家居のつきづきしく、あらまほしきこそ、(徒然草)

〈問〉次の傍線部を現代語訳せよ。

家居のつきづきしく、あらまほしきこそ仮の宿りとは思へど、興あるものなれ。よき人の、のどやかに住みなしたる所は、さし入りたる月の色も、ひときはしみじみと見ゆるぞかし。今めかしく、きららかならねど、木立ものりて、わざとならぬ庭の草も心あるさまに、簀子すのこ透垣すいがいのたよりをかしく、うちある調度も昔おぼえてやすらかなるこそ、心にくしと見ゆれ。

徒然草

現代語訳(口語訳)

住まいが(住む人に)似つかわしく、望ましい【理想的である】ことは(現世の)仮の住まいとは思うけれど、趣き深いものである。身分が高く教養がある人が、おだやかにして住んでいる所は、差し込んでいる月の光も、いっそうしみじみと見えるものだよ。現代風でなく、きらびやかでないが、木立がなんとなく古びて、作為的ではない庭の草も趣がある様子で、簀子や、透垣の配置も趣深く、置いてある道具も古風な感じがして落ち着きがあるのは、奥ゆかしく思われる。

ポイント

つきづきし 形容詞(シク活用)

「つきづきしく」は、形容詞「つきづきし」の連用形です。

「何かと何か」が「ちょうどよくくっついている」ということであり、「調和している」「似つかわしい」「似合っている」などと訳します。

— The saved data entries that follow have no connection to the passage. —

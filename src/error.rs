//! # Error Handling
//!
//! Errors raised while setting up the moving average transform, plus the
//! component identification used in diagnostics.
//!
//! ## Overview
//!
//! - **ConfigError**: the options tree handed over by the host is malformed. Raised
//!   synchronously by [`SmaConfig::resolve`](crate::config::SmaConfig::resolve); no
//!   transformer is ever built from a configuration that failed.
//! - **StateError**: lives next to the state store in
//!   [`stateful_transformer`](crate::stateful_transformer), since it describes
//!   failures of per-series window state at record time.
//! - **ComponentInfo**: name and type of a component, attached to log events.
//!
//! Per-record failures never escape `apply`: the transform degrades to passing the
//! record through unmodified and reports what happened through `tracing`.

use std::fmt;
use thiserror::Error;

/// Error produced while resolving the transform's configuration.
#[derive(Error, Debug, Clone, PartialEq)]
pub enum ConfigError {
  /// An option was given the wrong number or type of arguments.
  #[error("sma target: the `{option}' option {reason}")]
  InvalidArgument {
    /// The option key as written in the options tree.
    option: String,
    /// What was wrong with its arguments.
    reason: String,
  },
  /// The options tree itself could not be decoded.
  #[error("sma target: malformed options tree: {0}")]
  Malformed(String),
}

impl ConfigError {
  pub(crate) fn invalid_argument(option: &str, reason: impl Into<String>) -> Self {
    ConfigError::InvalidArgument {
      option: option.to_string(),
      reason: reason.into(),
    }
  }
}

impl From<serde_json::Error> for ConfigError {
  fn from(error: serde_json::Error) -> Self {
    ConfigError::Malformed(error.to_string())
  }
}

/// Information about a pipeline component.
///
/// Identifies a component by name and type in logs and diagnostics.
#[derive(Debug, Clone, PartialEq)]
pub struct ComponentInfo {
  /// The name of the component.
  pub name: String,
  /// The type name of the component.
  pub type_name: String,
}

impl Default for ComponentInfo {
  fn default() -> Self {
    Self {
      name: "default".to_string(),
      type_name: "default".to_string(),
    }
  }
}

impl ComponentInfo {
  /// Creates a new `ComponentInfo` with the given name and type name.
  pub fn new(name: String, type_name: String) -> Self {
    Self { name, type_name }
  }
}

impl fmt::Display for ComponentInfo {
  fn fmt(&self, f: &mut fmt::Formatter<'_>) -> fmt::Result {
    write!(f, "{} ({})", self.name, self.type_name)
  }
}
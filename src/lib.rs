//! # sma-target
//!
//! Per-series simple moving average for monitoring pipelines.
//!
//! Records flowing through a host pipeline carry one or more named data sources
//! ("value", "rx", "tx", ...). The [`SmaTransformer`](transformers::sma::SmaTransformer)
//! replaces each selected gauge value with the mean of the last `Window` values
//! observed for the same metric identity and data source.
//!
//! ## Key Features
//!
//! - **Per-series state**: one window per metric identity, allocated on first use
//!   and sized by the record's data source count
//! - **Name filter**: average only the listed data sources, matched case-insensitively
//! - **Gauge only**: counters and other cumulative kinds pass through untouched
//! - **Concurrent**: series are locked individually, so one transformer can be
//!   shared across tasks
//!
//! ## Quick Start
//!
//! ```rust
//! use sma_target::config::{ConfigItem, SmaConfig};
//! use sma_target::record::{DataSource, MetricIdentity, MetricRecord};
//! use sma_target::transformers::sma::SmaTransformer;
//!
//! let options = ConfigItem::new("sma")
//!   .with_child(ConfigItem::new("Window").with_value(2.0))
//!   .with_child(ConfigItem::new("DataSource").with_value("rx"));
//! let transformer = SmaTransformer::new(SmaConfig::resolve(&options).unwrap());
//!
//! let mut record = MetricRecord::new(MetricIdentity::new("web01", "interface", "if_octets"))
//!   .with_source(DataSource::gauge("RX", 10.0))
//!   .with_source(DataSource::gauge("tx", 10.0));
//! transformer.apply(&mut record);
//!
//! assert_eq!(record.sources[0].value.as_gauge(), Some(5.0));
//! assert_eq!(record.sources[1].value.as_gauge(), Some(10.0));
//! ```

// Documentation enforcement - treat missing docs as errors
#![deny(missing_docs)]

/// Options tree and resolved transform settings.
pub mod config;
/// Configuration errors and component identification.
pub mod error;
/// Input trait for stream consumers.
pub mod input;
/// Output trait for stream producers.
pub mod output;
/// Measurement records flowing through the pipeline.
pub mod record;
/// Keyed state store and the stateful transformer trait.
pub mod stateful_transformer;
/// Host-facing target contract and continuation signal.
pub mod target;
/// Core transformer trait and configuration.
pub mod transformer;
/// Built-in transformers.
pub mod transformers;
/// Per-series circular sample windows.
pub mod window;

#[cfg(test)]
mod record_test;
#[cfg(test)]
mod stateful_transformer_test;
#[cfg(test)]
mod target_test;
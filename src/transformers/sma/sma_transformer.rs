//! Builder and per-record logic for the SmaTransformer.

use crate::config::{ConfigItem, SmaConfig};
use crate::error::ConfigError;
use crate::record::{DataSourceKind, MetricRecord, Value};
use crate::stateful_transformer::{KeyedStateStore, StateError, StateResult};
use crate::target::TargetAction;
use crate::transformer::TransformerConfig;
use crate::window::WindowStore;
use std::sync::Arc;
use tracing::{debug, error, warn};

/// A stateful transformer replacing gauge values with their simple moving average.
///
/// Every metric identity gets its own window of the last `window_size` samples per
/// data source. Until a window has been filled the missing samples count as zero,
/// so early averages are pulled toward zero.
///
/// # Example
///
/// ```rust
/// use sma_target::config::SmaConfig;
/// use sma_target::record::{DataSource, MetricIdentity, MetricRecord, Value};
/// use sma_target::transformers::sma::SmaTransformer;
///
/// let transformer = SmaTransformer::new(SmaConfig::new(3).unwrap());
/// let identity = MetricIdentity::new("web01", "cpu", "percent");
///
/// let mut outputs = Vec::new();
/// for reading in [10.0, 20.0, 30.0, 40.0] {
///   let mut record =
///     MetricRecord::new(identity.clone()).with_source(DataSource::gauge("value", reading));
///   transformer.apply(&mut record);
///   outputs.push(record.sources[0].value);
/// }
/// // Buffers: [10,0,0] [10,20,0] [10,20,30] [40,20,30]
/// assert_eq!(outputs[1..], [Value::Gauge(10.0), Value::Gauge(20.0), Value::Gauge(30.0)]);
/// ```
#[derive(Debug)]
pub struct SmaTransformer {
  /// Configuration for the transformer.
  pub(crate) config: TransformerConfig,
  /// Resolved window size and data source filter.
  pub(crate) settings: Arc<SmaConfig>,
  /// Window state per metric identity (wrapped in Arc for sharing).
  pub(crate) store: Arc<WindowStore>,
}

impl Clone for SmaTransformer {
  fn clone(&self) -> Self {
    Self {
      config: self.config.clone(),
      settings: Arc::clone(&self.settings),
      store: Arc::clone(&self.store),
    }
  }
}

impl SmaTransformer {
  /// Creates a new SmaTransformer from resolved settings.
  pub fn new(settings: SmaConfig) -> Self {
    Self {
      config: TransformerConfig::default(),
      settings: Arc::new(settings),
      store: Arc::new(WindowStore::new()),
    }
  }

  /// Resolves `options` and creates a transformer from them.
  ///
  /// # Errors
  ///
  /// Returns [`ConfigError::InvalidArgument`] if `Window` or `DataSource` is
  /// malformed. Nothing is allocated in that case.
  pub fn from_config_item(options: &ConfigItem) -> Result<Self, ConfigError> {
    SmaConfig::resolve(options).map(Self::new)
  }

  /// Returns the window size.
  pub fn window_size(&self) -> usize {
    self.settings.window_size()
  }

  /// Returns the configured data source names (empty means all).
  pub fn data_sources(&self) -> &[String] {
    self.settings.data_sources()
  }

  /// Returns the resolved settings.
  pub fn settings(&self) -> &SmaConfig {
    &self.settings
  }

  /// Returns the window store shared by all clones of this transformer.
  pub fn windows(&self) -> &WindowStore {
    &self.store
  }

  /// Averages every selected gauge data source of `record` in place.
  ///
  /// Slots are visited in ascending order. A slot is left untouched if its name
  /// is not selected or if it is not a gauge. If the series' window cannot be
  /// allocated, or was allocated for a different number of data sources, the
  /// whole record passes through unmodified. Always returns
  /// [`TargetAction::Continue`].
  pub fn apply(&self, record: &mut MetricRecord) -> TargetAction {
    if let Err(err) = self.average_record(record) {
      match err {
        StateError::ShapeMismatch { .. } => warn!(
          identity = %record.identity,
          error = %err,
          "sma target: data source layout changed; passing record through unmodified"
        ),
        _ => error!(
          identity = %record.identity,
          error = %err,
          "sma target: window unavailable; passing record through unmodified"
        ),
      }
    }
    TargetAction::Continue
  }

  /// Releases every window. Safe to call any number of times.
  pub fn teardown(&self) {
    let released = self.store.len();
    self.store.clear();
    debug!(released, "sma target: released moving average windows");
  }

  fn average_record(&self, record: &mut MetricRecord) -> StateResult<()> {
    let eligible = self.eligible_slots(record);
    if eligible.is_empty() {
      return Ok(());
    }

    let window = self.store.ensure_allocated(
      &record.identity,
      record.sources.len(),
      self.settings.window(),
    )?;
    let mut state = window.lock()?;

    for slot in eligible {
      let source = &mut record.sources[slot];
      if let Value::Gauge(reading) = source.value {
        source.value = Value::Gauge(state.push_and_average(slot, reading)?);
      }
    }
    Ok(())
  }

  fn eligible_slots(&self, record: &MetricRecord) -> Vec<usize> {
    let mut eligible = Vec::with_capacity(record.sources.len());
    for (slot, source) in record.sources.iter().enumerate() {
      if !self.settings.matches(&source.name) {
        continue;
      }
      match source.kind() {
        DataSourceKind::Gauge => eligible.push(slot),
        kind => warn!(
          identity = %record.identity,
          data_source = %source.name,
          %kind,
          "sma target: ignoring unsupported data source type"
        ),
      }
    }
    eligible
  }
}

#[cfg(test)]
mod tests {
  use super::*;
  use crate::config::ConfigValue;
  use crate::record::{DataSource, MetricIdentity};

  fn gauge_record(identity: &MetricIdentity, value: f64) -> MetricRecord {
    MetricRecord::new(identity.clone()).with_source(DataSource::gauge("value", value))
  }

  fn gauge_of(record: &MetricRecord, slot: usize) -> f64 {
    record.sources[slot].value.as_gauge().unwrap()
  }

  #[test]
  fn test_sma_transformer_new() {
    let transformer = SmaTransformer::new(SmaConfig::new(5).unwrap());
    assert_eq!(transformer.window_size(), 5);
    assert!(transformer.data_sources().is_empty());
    assert!(transformer.windows().is_empty());
  }

  #[test]
  fn test_sma_transformer_from_config_item() {
    let options = ConfigItem::new("sma")
      .with_child(ConfigItem::new("Window").with_value(4.0))
      .with_child(ConfigItem::new("DataSource").with_value("rx").with_value("tx"));

    let transformer = SmaTransformer::from_config_item(&options).unwrap();
    assert_eq!(transformer.window_size(), 4);
    assert_eq!(transformer.data_sources(), ["rx", "tx"]);
  }

  #[test]
  fn test_sma_transformer_from_config_item_rejects_bad_window() {
    let options = ConfigItem::new("sma").with_child(ConfigItem {
      key: "Window".to_string(),
      values: vec![ConfigValue::String("five".to_string())],
      children: Vec::new(),
    });

    let result = SmaTransformer::from_config_item(&options);
    assert!(matches!(result, Err(ConfigError::InvalidArgument { .. })));
  }

  #[test]
  fn test_sma_zero_padded_until_full() {
    let transformer = SmaTransformer::new(SmaConfig::new(3).unwrap());
    let identity = MetricIdentity::new("host", "cpu", "percent");

    let mut outputs = Vec::new();
    for value in [10.0, 20.0, 30.0, 40.0] {
      let mut record = gauge_record(&identity, value);
      assert_eq!(transformer.apply(&mut record), TargetAction::Continue);
      outputs.push(gauge_of(&record, 0));
    }

    assert!((outputs[0] - 10.0 / 3.0).abs() < 1e-12);
    assert_eq!(outputs[1], 10.0);
    assert_eq!(outputs[2], 20.0);
    assert_eq!(outputs[3], 30.0);
  }

  #[test]
  fn test_sma_window_size_one_is_identity() {
    let transformer = SmaTransformer::new(SmaConfig::default());
    let identity = MetricIdentity::new("host", "load", "load");

    for value in [5.0, -2.5, 1e9] {
      let mut record = gauge_record(&identity, value);
      transformer.apply(&mut record);
      assert_eq!(gauge_of(&record, 0), value);
    }
  }

  #[test]
  fn test_sma_skips_counters_without_allocating() {
    let transformer = SmaTransformer::new(SmaConfig::new(2).unwrap());
    let identity = MetricIdentity::new("host", "interface", "if_packets");
    let mut record = MetricRecord::new(identity.clone())
      .with_source(DataSource::counter("rx", 100))
      .with_source(DataSource::counter("tx", 200));

    transformer.apply(&mut record);

    assert_eq!(record.sources[0].value, Value::Counter(100));
    assert_eq!(record.sources[1].value, Value::Counter(200));
    assert!(!transformer.windows().contains(&identity));
  }

  #[test]
  fn test_sma_filter_without_match_does_not_allocate() {
    let settings = SmaConfig::new(2).unwrap().with_data_source("rx");
    let transformer = SmaTransformer::new(settings);
    let identity = MetricIdentity::new("host", "memory", "memory");
    let mut record = gauge_record(&identity, 8.0);

    transformer.apply(&mut record);

    assert_eq!(gauge_of(&record, 0), 8.0);
    assert!(transformer.windows().is_empty());
  }

  #[test]
  fn test_sma_teardown_is_idempotent() {
    let transformer = SmaTransformer::new(SmaConfig::new(2).unwrap());
    let identity = MetricIdentity::new("host", "cpu", "percent");
    transformer.apply(&mut gauge_record(&identity, 1.0));
    assert_eq!(transformer.windows().len(), 1);

    transformer.teardown();
    transformer.teardown();
    assert!(transformer.windows().is_empty());

    // A fresh window starts zero-filled again.
    let mut record = gauge_record(&identity, 4.0);
    transformer.apply(&mut record);
    assert_eq!(gauge_of(&record, 0), 2.0);
  }

  #[test]
  fn test_sma_teardown_without_records() {
    let transformer = SmaTransformer::new(SmaConfig::default());
    transformer.teardown();
    assert!(transformer.windows().is_empty());
  }

  #[test]
  fn test_sma_transformer_clone_shares_windows() {
    let transformer1 = SmaTransformer::new(SmaConfig::new(2).unwrap());
    let transformer2 = transformer1.clone();
    let identity = MetricIdentity::new("host", "cpu", "percent");

    let mut first = gauge_record(&identity, 2.0);
    transformer1.apply(&mut first);
    let mut second = gauge_record(&identity, 4.0);
    transformer2.apply(&mut second);

    assert_eq!(gauge_of(&first, 0), 1.0);
    assert_eq!(gauge_of(&second, 0), 3.0);
    assert_eq!(transformer1.windows().len(), 1);
  }
}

ここでは、「住まい」と「住人」が「似つかわしい」状態であるのだと考えられます。

「住居」の「部分」と「部分」(たとえば、建物と庭など)が、それぞれ「調和している」と考えることもできますが、続く文脈の「よき人」が「のどやかに住みなしたる所」というところをヒントにすると、やはり「住居」と「住人」が調和していると考えるのが自然です。

あらまほし 形容詞(シク活用)

「あらまほしき」は、形容詞「あらまほし」の連体形です。

もともとは「あり」+「まほし」であり、「あってほしい(存在してほしい)」という連語ですが、「こうあるべきだ」という「ほめことば」として使用する場合、対象の状態や性質を説明している使い方になりますので、「一語の形容詞」として考えます。

『徒然草』に出てくる「あらまほし」は、ほとんどが「形容詞」のほうです。